The report also contends that COBRA beneficiaries are more likely to have certain health conditions, such as chronic obstructive pulmonary disease, diabetes, cancer, high blood pressure, high cholesterol, mental health disorders and musculoskeletal disorders. This group also tends to use outpatient services more frequently, according to the study. For instance, the average COBRA beneficiary with individual coverage “used psychotherapist services nearly four times more frequently than the average person with coverage through a full-time employee and physical therapy services more than two times as frequently,” the study says.
The data shows that COBRA enrollees typically take advantage of more health care services and spend significantly more than the average full-timer. In 2018, full-time employees with employee-only coverage used an average of $6,724 in health care services, but COBRA beneficiaries incurred about 300% more in health care costs, averaging $18,752.
One potential way to drive down this adverse selection is subsidies, according to the report. With more competitively priced plans, COBRA might be able to enroll individuals with fewer health conditions, lowering the employer’s risk pool. Yet the study notes that the Affordable Care Act has already helped to lower the ratio of spending by COBRA beneficiaries compared to full-time workers.
“The implementation of ACA exchanges appears to have somewhat mitigated adverse selection against employer plans. Most newly-separated workers no longer have COBRA as their only choice for health insurance,” Paul Fronstin, director of the Health Research and Education Program at EBRI and co-author of the study, said in a statement. “ACA exchanges serve as a viable alternative to maintain health insurance coverage. As a result, the ratio of spending by COBRA enrollees to spending by those covered by a full-time worker with an employer-sponsored plan has decreased steadily over time, and this trend holds for both individual coverage and family coverage.”
Additionally, since COBRA beneficiaries spend more on health care services on average, providing COBRA subsidies to newly unemployed Americans could “be beneficial from a public policy perspective by improving the risk pool for COBRA claimants,” the EBRI research found.
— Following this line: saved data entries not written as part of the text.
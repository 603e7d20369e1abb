//! # HTTP Upstream Clients
//!
//! REST clients for the device repository, the permission search and the
//! import services. Every response is classified into an [`UpstreamError`]
//! so the cache can decide what to retry.
//!
//! ## Status Classification
//!
//! | Status | Error |
//! |--------|-------|
//! | 401 | `Unauthorized` |
//! | 403 | `Forbidden` |
//! | 404 | `NotFound` |
//! | 408, 429, 5xx, connect errors | `Transient` |
//! | other non-2xx | `Fatal` |
//! | undecodable body | `Invalid` |

use super::{
    Action, DeviceFilter, DeviceRepository, ImportRepository, PermissionOracle, ResourceKind,
    UpstreamError,
};
use async_trait::async_trait;
use device_selection_core::{
    Aspect, Concept, Device, DeviceGroup, DeviceType, Function, Import, ImportType,
};
use serde::de::DeserializeOwned;
use std::time::Duration;

/// Per-call timeout; the request deadline usually fires first.
const CALL_TIMEOUT: Duration = Duration::from_secs(10);

// =============================================================================
// SHARED CLIENT
// =============================================================================

/// A JSON client bound to one base URL.
#[derive(Clone)]
pub struct HttpClient {
    http: reqwest::Client,
    base_url: String,
}

impl HttpClient {
    /// Create a client for `base_url`, sharing the connection pool of `http`.
    pub fn new(http: reqwest::Client, base_url: impl Into<String>) -> Self {
        Self {
            http,
            base_url: base_url.into().trim_end_matches('/').to_string(),
        }
    }

    /// Build a request with optional Bearer auth.
    fn request(&self, path: &str, token: Option<&str>) -> reqwest::RequestBuilder {
        let url = format!("{}{}", self.base_url, path);
        let mut req = self.http.get(&url).timeout(CALL_TIMEOUT);
        if let Some(token) = token {
            req = req.bearer_auth(token);
        }
        req
    }

    /// Send a request and handle connection errors.
    async fn send(&self, req: reqwest::RequestBuilder) -> Result<reqwest::Response, UpstreamError> {
        req.send()
            .await
            .map_err(|e| UpstreamError::Transient(format!("{}: {}", self.base_url, e)))
    }

    /// Check status codes and decode the JSON body.
    async fn handle_response<T: DeserializeOwned>(
        &self,
        resp: reqwest::Response,
        what: &str,
    ) -> Result<T, UpstreamError> {
        let status = resp.status();
        if !status.is_success() {
            let body = resp.text().await.unwrap_or_default();
            return Err(classify_status(status, what, body));
        }
        resp.json::<T>()
            .await
            .map_err(|e| UpstreamError::Invalid(format!("{}: {}", what, e)))
    }

    /// GET `path` and decode the body.
    pub async fn get_json<T: DeserializeOwned>(
        &self,
        path: &str,
        token: Option<&str>,
    ) -> Result<T, UpstreamError> {
        let resp = self.send(self.request(path, token)).await?;
        self.handle_response(resp, path).await
    }

    /// GET `path` with query parameters and decode the body.
    pub async fn get_json_query<T: DeserializeOwned>(
        &self,
        path: &str,
        query: &[(&str, String)],
        token: Option<&str>,
    ) -> Result<T, UpstreamError> {
        let resp = self.send(self.request(path, token).query(query)).await?;
        self.handle_response(resp, path).await
    }
}

/// Map a non-success status to an error kind.
pub fn classify_status(status: reqwest::StatusCode, what: &str, body: String) -> UpstreamError {
    use reqwest::StatusCode;
    match status {
        StatusCode::UNAUTHORIZED => UpstreamError::Unauthorized,
        StatusCode::FORBIDDEN => UpstreamError::Forbidden,
        StatusCode::NOT_FOUND => UpstreamError::NotFound(what.to_string()),
        StatusCode::REQUEST_TIMEOUT | StatusCode::TOO_MANY_REQUESTS => {
            UpstreamError::Transient(format!("{} ({})", what, status.as_u16()))
        }
        s if s.is_server_error() => {
            UpstreamError::Transient(format!("{} ({}): {}", what, s.as_u16(), body))
        }
        s => UpstreamError::Fatal(format!("{} ({}): {}", what, s.as_u16(), body)),
    }
}

fn segment(id: &str) -> String {
    urlencoding::encode(id).into_owned()
}

// =============================================================================
// DEVICE REPOSITORY
// =============================================================================

pub struct HttpDeviceRepository {
    client: HttpClient,
}

impl HttpDeviceRepository {
    pub fn new(client: HttpClient) -> Self {
        Self { client }
    }
}

#[async_trait]
impl DeviceRepository for HttpDeviceRepository {
    async fn list_devices(&self, filter: &DeviceFilter) -> Result<Vec<Device>, UpstreamError> {
        let mut query = Vec::new();
        let function_ids = filter.function_ids();
        if !function_ids.is_empty() {
            query.push(("function_ids", function_ids.join(",")));
        }
        if let Some(ids) = &filter.ids {
            query.push(("ids", ids.join(",")));
        }
        self.client.get_json_query("/devices", &query, None).await
    }

    async fn device(&self, id: &str) -> Result<Device, UpstreamError> {
        self.client
            .get_json(&format!("/devices/{}", segment(id)), None)
            .await
    }

    async fn device_type(&self, id: &str) -> Result<DeviceType, UpstreamError> {
        self.client
            .get_json(&format!("/device-types/{}", segment(id)), None)
            .await
    }

    async fn list_device_types(&self) -> Result<Vec<DeviceType>, UpstreamError> {
        self.client.get_json("/device-types", None).await
    }

    async fn list_aspects(&self) -> Result<Vec<Aspect>, UpstreamError> {
        self.client.get_json("/aspects", None).await
    }

    async fn list_functions(&self) -> Result<Vec<Function>, UpstreamError> {
        self.client.get_json("/functions", None).await
    }

    async fn list_concepts(&self) -> Result<Vec<Concept>, UpstreamError> {
        self.client.get_json("/concepts", None).await
    }

    async fn list_device_groups(&self) -> Result<Vec<DeviceGroup>, UpstreamError> {
        self.client.get_json("/device-groups", None).await
    }
}

// =============================================================================
// PERMISSION SEARCH
// =============================================================================

pub struct HttpPermissionOracle {
    client: HttpClient,
}

impl HttpPermissionOracle {
    pub fn new(client: HttpClient) -> Self {
        Self { client }
    }
}

#[async_trait]
impl PermissionOracle for HttpPermissionOracle {
    async fn check(
        &self,
        token: &str,
        kind: ResourceKind,
        id: &str,
        action: Action,
    ) -> Result<bool, UpstreamError> {
        let path = format!("/check/{}/{}", kind, segment(id));
        self.client
            .get_json_query(&path, &[("action", action.as_str().to_string())], Some(token))
            .await
    }

    async fn list_readable(
        &self,
        token: &str,
        kind: ResourceKind,
    ) -> Result<Vec<String>, UpstreamError> {
        let path = format!("/accessible/{}", kind);
        self.client
            .get_json_query(&path, &[("action", Action::Read.as_str().to_string())], Some(token))
            .await
    }
}

// =============================================================================
// IMPORTS
// =============================================================================

/// Import types come from the import repository, running instances from
/// the import deployment service.
pub struct HttpImportRepository {
    types: HttpClient,
    instances: HttpClient,
}

impl HttpImportRepository {
    pub fn new(types: HttpClient, instances: HttpClient) -> Self {
        Self { types, instances }
    }
}

#[async_trait]
impl ImportRepository for HttpImportRepository {
    async fn list_import_types(&self, token: &str) -> Result<Vec<ImportType>, UpstreamError> {
        self.types.get_json("/import-types", Some(token)).await
    }

    async fn list_imports(&self, token: &str) -> Result<Vec<Import>, UpstreamError> {
        self.instances.get_json("/instances", Some(token)).await
    }
}

// =============================================================================
// TESTS
// =============================================================================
“The systematically higher spenders who have historically claimed COBRA benefits might instead be balanced out by marginally healthier former workers that choose to enroll on account of receiving a subsidy,” Fronstin said. “The ratio of spending by those covered by COBRA to those covered by a full-time employee has dropped over time, however, indicating that the adverse selection mechanism has already been slightly moderated.”